While learning how to make Lefse (a Norwegian treat) a church lady passed on more than a cultural recipe to me; she taught me when I see a mess to give thanks instead of getting frustrated because I can be thankful I have a floor to clean. With music playing and girls in dress up clothes our home is a dance hall. Our family bed is a tangle of prayers, legs going every direction and curly hair, red hair, gray hair, and bangs-just-cut-by-my-sister hair. Some late nights you can find little girls draped in our arms half-asleep listening to mom and dad discuss religion and health on our couches. The cross on the wall, hymn music on the piano, and Bible on the desk confess a commitment to Christ. My kitchen is full of experimentation with new recipes adapting to a food allergy, health kicks, and a sweet tooth.

By our home you will know we care about our children, we like to learn, and we like to create. Most of all, home to me means a sanctuary devoted to loving and serving Jesus and my family and eventually a place for me to practice hospitality again (I love people and I miss entertaining). In our home we bake, play, snuggle, read, and rest. It is an active, healthy, and creative home. A beautiful mess in progress. Slowing down and staying home has come with many blessings and the challenge to find joy in everything.

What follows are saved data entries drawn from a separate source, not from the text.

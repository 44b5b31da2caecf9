use crate::config::toml_config::TomlConfig;
use crate::utils::error::{IngestError, Result};
use clap::Parser;
use std::path::{Path, PathBuf};

/// 命令列參數；有給的值覆蓋 TOML 設定
#[derive(Debug, Clone, Parser)]
#[command(name = "layer-ingest")]
#[command(about = "Download, simplify and publish zipped shapefile layers")]
pub struct CliConfig {
    /// Path to TOML configuration file (defaults are used when absent)
    #[arg(short, long)]
    pub config: Option<PathBuf>,

    #[arg(long)]
    pub source_base_url: Option<String>,

    #[arg(long)]
    pub workspace_dir: Option<String>,

    #[arg(long)]
    pub store_url: Option<String>,

    #[arg(long)]
    pub project: Option<String>,

    /// Publish into a local directory instead of the spatial store
    #[arg(long)]
    pub output_dir: Option<PathBuf>,

    /// Only ingest these catalog layers, in catalog order
    #[arg(long, value_delimiter = ',')]
    pub layers: Vec<String>,

    #[arg(long)]
    pub tolerance: Option<f64>,

    #[arg(long, help = "Skip the simplification stage")]
    pub no_simplify: bool,

    #[arg(long, help = "Return immediately without processing any layer")]
    pub debug_skip: bool,

    /// Write a per-layer report (.csv or .json)
    #[arg(long)]
    pub report: Option<PathBuf>,

    #[arg(long, help = "Exit with a non-zero code if any layer failed")]
    pub fail_on_layer_error: bool,

    #[arg(short, long, help = "Enable verbose output")]
    pub verbose: bool,

    #[arg(long, help = "Log process CPU and memory after each layer")]
    pub monitor: bool,
}

impl CliConfig {
    pub fn load(&self) -> Result<TomlConfig> {
        let mut config = match &self.config {
            Some(path) => {
                tracing::info!("📁 Loading configuration from: {}", path.display());
                TomlConfig::from_file(path)?
            }
            None => TomlConfig::default(),
        };
        self.apply_overrides(&mut config);
        self.check_output_dir(&config)?;
        Ok(config)
    }

    /// 輸出目錄與工作區根目錄相同時，`{layer}.zip` 會覆蓋下載檔並在清理時被刪除
    fn check_output_dir(&self, config: &TomlConfig) -> Result<()> {
        let Some(output_dir) = self.output_dir() else {
            return Ok(());
        };
        let resolve = |p: &Path| p.canonicalize().unwrap_or_else(|_| p.to_path_buf());
        if resolve(output_dir) == resolve(Path::new(&config.workspace.root)) {
            return Err(IngestError::InvalidConfigValueError {
                field: "output_dir".to_string(),
                value: output_dir.display().to_string(),
                reason: "must differ from the workspace root".to_string(),
            });
        }
        Ok(())
    }

    pub fn apply_overrides(&self, config: &mut TomlConfig) {
        if let Some(url) = &self.source_base_url {
            config.source.base_url = url.clone();
        }
        if let Some(dir) = &self.workspace_dir {
            config.workspace.root = dir.clone();
        }
        if let Some(url) = &self.store_url {
            config.store.base_url = Some(url.clone());
        }
        if let Some(project) = &self.project {
            config.store.project = project.clone();
        }
        if let Some(tolerance) = self.tolerance {
            config.simplify.tolerance = tolerance;
        }
        if self.no_simplify {
            config.simplify.enabled = false;
        }
        if self.monitor {
            config.monitoring.enabled = true;
        }
        if config.api_key().is_none() {
            config.store.api_key = std::env::var("STORE_API_KEY").ok();
        }
    }

    pub fn output_dir(&self) -> Option<&Path> {
        self.output_dir.as_deref()
    }
}
use crate::utils::error::{IngestError, Result};
use reqwest::Client;
use std::path::Path;
use std::time::Duration;
use tokio::io::AsyncWriteExt;
use url::Url;

/// 下載來源封存檔，僅接受 2xx 回應，不重試
#[derive(Debug, Clone)]
pub struct Fetcher {
    client: Client,
}

impl Fetcher {
    pub fn new(timeout: Duration) -> Result<Self> {
        let client = Client::builder().timeout(timeout).build()?;
        Ok(Self { client })
    }

    /// `{base}/{remote}.zip`
    pub fn archive_url(base_url: &str, remote_archive_base_name: &str) -> Result<String> {
        let url = format!(
            "{}/{}.zip",
            base_url.trim_end_matches('/'),
            remote_archive_base_name
        );
        Url::parse(&url).map_err(|e| IngestError::InvalidConfigValueError {
            field: "source.base_url".to_string(),
            value: url.clone(),
            reason: format!("Invalid archive URL: {}", e),
        })?;
        Ok(url)
    }

    pub async fn fetch(&self, url: &str) -> Result<Vec<u8>> {
        let response = self.send(url).await?;
        Ok(response.bytes().await?.to_vec())
    }

    /// 逐塊寫入目的檔，回傳寫入的位元組數
    pub async fn fetch_to_file(&self, url: &str, dest: &Path) -> Result<u64> {
        let mut response = self.send(url).await?;

        let mut file = tokio::fs::File::create(dest).await?;
        let mut written = 0u64;
        while let Some(chunk) = response.chunk().await? {
            file.write_all(&chunk).await?;
            written += chunk.len() as u64;
        }
        file.flush().await?;

        tracing::debug!("Downloaded {} bytes from {} to {}", written, url, dest.display());
        Ok(written)
    }

    async fn send(&self, url: &str) -> Result<reqwest::Response> {
        tracing::debug!("GET {}", url);
        let response = self.client.get(url).send().await?;

        let status = response.status();
        tracing::debug!("Response status: {}", status);
        if !status.is_success() {
            return Err(IngestError::HttpStatusError {
                url: url.to_string(),
                status: status.as_u16(),
            });
        }
        Ok(response)
    }
}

Take a moment to think about if I were to visit your home tomorrow, what could I learn about you from your house? What do the objects in your home say about you and what you care about? If you want to be more hands-on with your reflection investigate your own living room with the attached activity from Investigating Shelter “Family Room Site” (Family-Room-Site64-67 ). You can even be an archaeologist and tape your room off into four quadrants for your study. Enjoy the thrill of discovering your own home!